WHAT IS EXPECTED ::
Pull every line containing "identifiers" out of the listing below.
• • • •
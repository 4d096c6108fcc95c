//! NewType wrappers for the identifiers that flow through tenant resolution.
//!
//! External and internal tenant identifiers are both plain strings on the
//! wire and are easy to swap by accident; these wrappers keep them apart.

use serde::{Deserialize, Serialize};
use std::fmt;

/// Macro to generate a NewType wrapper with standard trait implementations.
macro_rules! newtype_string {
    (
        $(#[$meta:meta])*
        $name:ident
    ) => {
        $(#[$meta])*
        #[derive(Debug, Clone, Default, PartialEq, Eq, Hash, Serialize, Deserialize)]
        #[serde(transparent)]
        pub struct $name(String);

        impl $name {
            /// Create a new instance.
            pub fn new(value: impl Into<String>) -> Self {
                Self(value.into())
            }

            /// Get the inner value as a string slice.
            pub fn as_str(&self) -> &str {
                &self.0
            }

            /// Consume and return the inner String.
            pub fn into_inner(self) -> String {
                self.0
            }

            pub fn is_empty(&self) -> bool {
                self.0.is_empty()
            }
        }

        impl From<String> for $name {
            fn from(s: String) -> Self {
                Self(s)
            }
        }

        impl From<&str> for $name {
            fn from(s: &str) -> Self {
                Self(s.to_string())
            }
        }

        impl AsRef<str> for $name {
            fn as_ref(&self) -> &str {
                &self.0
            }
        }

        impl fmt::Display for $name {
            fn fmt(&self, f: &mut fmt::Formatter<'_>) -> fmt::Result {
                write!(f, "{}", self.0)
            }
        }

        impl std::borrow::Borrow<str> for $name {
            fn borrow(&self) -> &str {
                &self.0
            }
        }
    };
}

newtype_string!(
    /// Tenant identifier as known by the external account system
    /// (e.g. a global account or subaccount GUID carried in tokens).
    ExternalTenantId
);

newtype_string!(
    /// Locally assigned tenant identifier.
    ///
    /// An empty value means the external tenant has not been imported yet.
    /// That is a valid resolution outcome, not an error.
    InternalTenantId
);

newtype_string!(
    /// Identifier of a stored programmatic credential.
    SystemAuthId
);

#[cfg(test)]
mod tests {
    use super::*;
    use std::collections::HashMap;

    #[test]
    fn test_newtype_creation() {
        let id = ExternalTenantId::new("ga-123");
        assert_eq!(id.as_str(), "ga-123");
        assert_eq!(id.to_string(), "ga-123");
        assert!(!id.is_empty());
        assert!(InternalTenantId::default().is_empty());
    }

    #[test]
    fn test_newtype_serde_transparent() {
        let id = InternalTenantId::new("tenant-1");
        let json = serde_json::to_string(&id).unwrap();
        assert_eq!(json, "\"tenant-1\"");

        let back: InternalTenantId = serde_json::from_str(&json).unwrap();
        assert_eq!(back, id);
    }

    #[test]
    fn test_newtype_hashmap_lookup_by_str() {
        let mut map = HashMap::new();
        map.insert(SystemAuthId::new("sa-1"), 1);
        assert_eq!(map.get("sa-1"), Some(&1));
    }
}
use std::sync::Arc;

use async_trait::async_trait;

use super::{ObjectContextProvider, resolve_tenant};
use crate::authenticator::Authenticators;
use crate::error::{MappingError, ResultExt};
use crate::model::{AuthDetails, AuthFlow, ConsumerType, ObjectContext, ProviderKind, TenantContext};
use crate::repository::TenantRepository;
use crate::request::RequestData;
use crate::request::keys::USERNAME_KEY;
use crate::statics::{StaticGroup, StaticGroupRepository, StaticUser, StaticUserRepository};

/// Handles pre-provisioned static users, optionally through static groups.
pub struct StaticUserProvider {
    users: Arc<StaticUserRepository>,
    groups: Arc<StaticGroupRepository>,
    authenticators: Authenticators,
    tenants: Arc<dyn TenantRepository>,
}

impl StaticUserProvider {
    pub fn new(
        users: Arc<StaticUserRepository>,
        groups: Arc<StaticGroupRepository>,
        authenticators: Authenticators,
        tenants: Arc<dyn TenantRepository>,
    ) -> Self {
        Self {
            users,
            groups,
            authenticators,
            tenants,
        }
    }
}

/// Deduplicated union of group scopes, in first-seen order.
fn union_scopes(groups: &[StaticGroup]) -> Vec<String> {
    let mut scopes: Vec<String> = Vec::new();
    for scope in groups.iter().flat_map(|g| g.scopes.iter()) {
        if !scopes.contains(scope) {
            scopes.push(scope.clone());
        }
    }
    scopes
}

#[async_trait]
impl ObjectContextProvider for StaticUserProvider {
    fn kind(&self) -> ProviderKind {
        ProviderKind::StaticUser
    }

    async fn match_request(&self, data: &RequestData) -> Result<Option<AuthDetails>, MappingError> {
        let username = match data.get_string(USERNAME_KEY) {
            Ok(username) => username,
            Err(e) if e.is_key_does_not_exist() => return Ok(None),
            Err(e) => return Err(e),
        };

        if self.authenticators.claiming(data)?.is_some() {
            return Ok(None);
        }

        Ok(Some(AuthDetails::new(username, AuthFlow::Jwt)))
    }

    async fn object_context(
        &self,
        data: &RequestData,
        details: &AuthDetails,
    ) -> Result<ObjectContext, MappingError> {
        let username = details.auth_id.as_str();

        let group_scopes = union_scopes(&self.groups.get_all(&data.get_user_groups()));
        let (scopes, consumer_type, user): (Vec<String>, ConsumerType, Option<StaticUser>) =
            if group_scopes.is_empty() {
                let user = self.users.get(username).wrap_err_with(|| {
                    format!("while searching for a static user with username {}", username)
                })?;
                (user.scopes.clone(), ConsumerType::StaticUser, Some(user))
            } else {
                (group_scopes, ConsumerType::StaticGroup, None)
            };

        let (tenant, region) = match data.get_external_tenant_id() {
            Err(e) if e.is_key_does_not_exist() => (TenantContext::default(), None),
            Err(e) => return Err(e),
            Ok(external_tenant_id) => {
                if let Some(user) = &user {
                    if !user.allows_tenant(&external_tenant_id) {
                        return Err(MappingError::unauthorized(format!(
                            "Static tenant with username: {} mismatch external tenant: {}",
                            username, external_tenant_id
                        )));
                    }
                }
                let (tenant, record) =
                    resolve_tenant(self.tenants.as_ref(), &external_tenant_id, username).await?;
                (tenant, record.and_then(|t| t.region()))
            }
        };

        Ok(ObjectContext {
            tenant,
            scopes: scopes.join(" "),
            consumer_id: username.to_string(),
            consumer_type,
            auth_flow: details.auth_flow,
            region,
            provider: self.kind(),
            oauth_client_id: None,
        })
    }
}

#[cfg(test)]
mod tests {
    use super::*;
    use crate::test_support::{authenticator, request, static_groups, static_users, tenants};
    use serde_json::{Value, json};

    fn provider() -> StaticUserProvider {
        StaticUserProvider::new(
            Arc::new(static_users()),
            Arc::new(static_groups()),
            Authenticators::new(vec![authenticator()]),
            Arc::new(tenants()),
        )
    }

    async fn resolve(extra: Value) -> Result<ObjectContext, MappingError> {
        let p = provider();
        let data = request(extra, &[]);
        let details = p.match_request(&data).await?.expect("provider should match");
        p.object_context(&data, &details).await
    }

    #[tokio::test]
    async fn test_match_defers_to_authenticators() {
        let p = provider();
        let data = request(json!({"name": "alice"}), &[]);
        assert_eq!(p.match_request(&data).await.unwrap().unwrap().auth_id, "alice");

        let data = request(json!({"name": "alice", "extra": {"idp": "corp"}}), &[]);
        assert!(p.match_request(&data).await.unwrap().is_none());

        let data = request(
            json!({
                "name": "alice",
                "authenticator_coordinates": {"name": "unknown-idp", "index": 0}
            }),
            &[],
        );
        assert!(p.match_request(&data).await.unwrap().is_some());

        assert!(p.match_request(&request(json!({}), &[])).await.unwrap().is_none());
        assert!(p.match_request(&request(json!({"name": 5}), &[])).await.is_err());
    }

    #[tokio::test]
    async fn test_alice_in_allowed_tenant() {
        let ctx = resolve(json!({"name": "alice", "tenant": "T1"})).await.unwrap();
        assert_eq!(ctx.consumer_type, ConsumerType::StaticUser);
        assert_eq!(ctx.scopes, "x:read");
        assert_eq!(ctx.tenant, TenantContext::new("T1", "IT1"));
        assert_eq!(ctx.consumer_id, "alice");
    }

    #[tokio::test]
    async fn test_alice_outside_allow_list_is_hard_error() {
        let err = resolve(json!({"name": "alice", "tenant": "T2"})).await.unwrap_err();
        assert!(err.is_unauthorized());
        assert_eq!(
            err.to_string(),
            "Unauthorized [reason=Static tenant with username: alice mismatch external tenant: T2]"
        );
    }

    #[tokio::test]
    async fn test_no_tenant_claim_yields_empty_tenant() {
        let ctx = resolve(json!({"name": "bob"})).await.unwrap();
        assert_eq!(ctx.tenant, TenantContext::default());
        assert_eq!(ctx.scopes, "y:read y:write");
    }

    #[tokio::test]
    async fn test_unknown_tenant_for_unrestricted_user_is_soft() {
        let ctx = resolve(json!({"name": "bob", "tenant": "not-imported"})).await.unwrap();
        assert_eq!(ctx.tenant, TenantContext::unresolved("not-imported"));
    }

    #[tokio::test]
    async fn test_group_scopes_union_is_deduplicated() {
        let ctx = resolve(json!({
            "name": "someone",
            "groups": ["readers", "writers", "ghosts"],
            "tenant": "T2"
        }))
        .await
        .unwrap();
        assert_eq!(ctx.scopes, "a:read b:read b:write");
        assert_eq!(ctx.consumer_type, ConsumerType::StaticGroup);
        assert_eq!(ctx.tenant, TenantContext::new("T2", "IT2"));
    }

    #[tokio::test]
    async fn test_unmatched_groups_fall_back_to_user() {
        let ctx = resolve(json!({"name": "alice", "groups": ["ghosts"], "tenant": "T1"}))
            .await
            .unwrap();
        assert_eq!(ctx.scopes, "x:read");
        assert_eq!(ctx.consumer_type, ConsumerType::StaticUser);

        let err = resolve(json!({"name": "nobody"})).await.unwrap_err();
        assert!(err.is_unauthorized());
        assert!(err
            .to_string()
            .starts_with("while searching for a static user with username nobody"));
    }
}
• • • •
ANSWER BOX ::
//! NewType wrappers for the identifiers that flow through tenant resolution.
//! External and internal tenant identifiers are both plain strings on the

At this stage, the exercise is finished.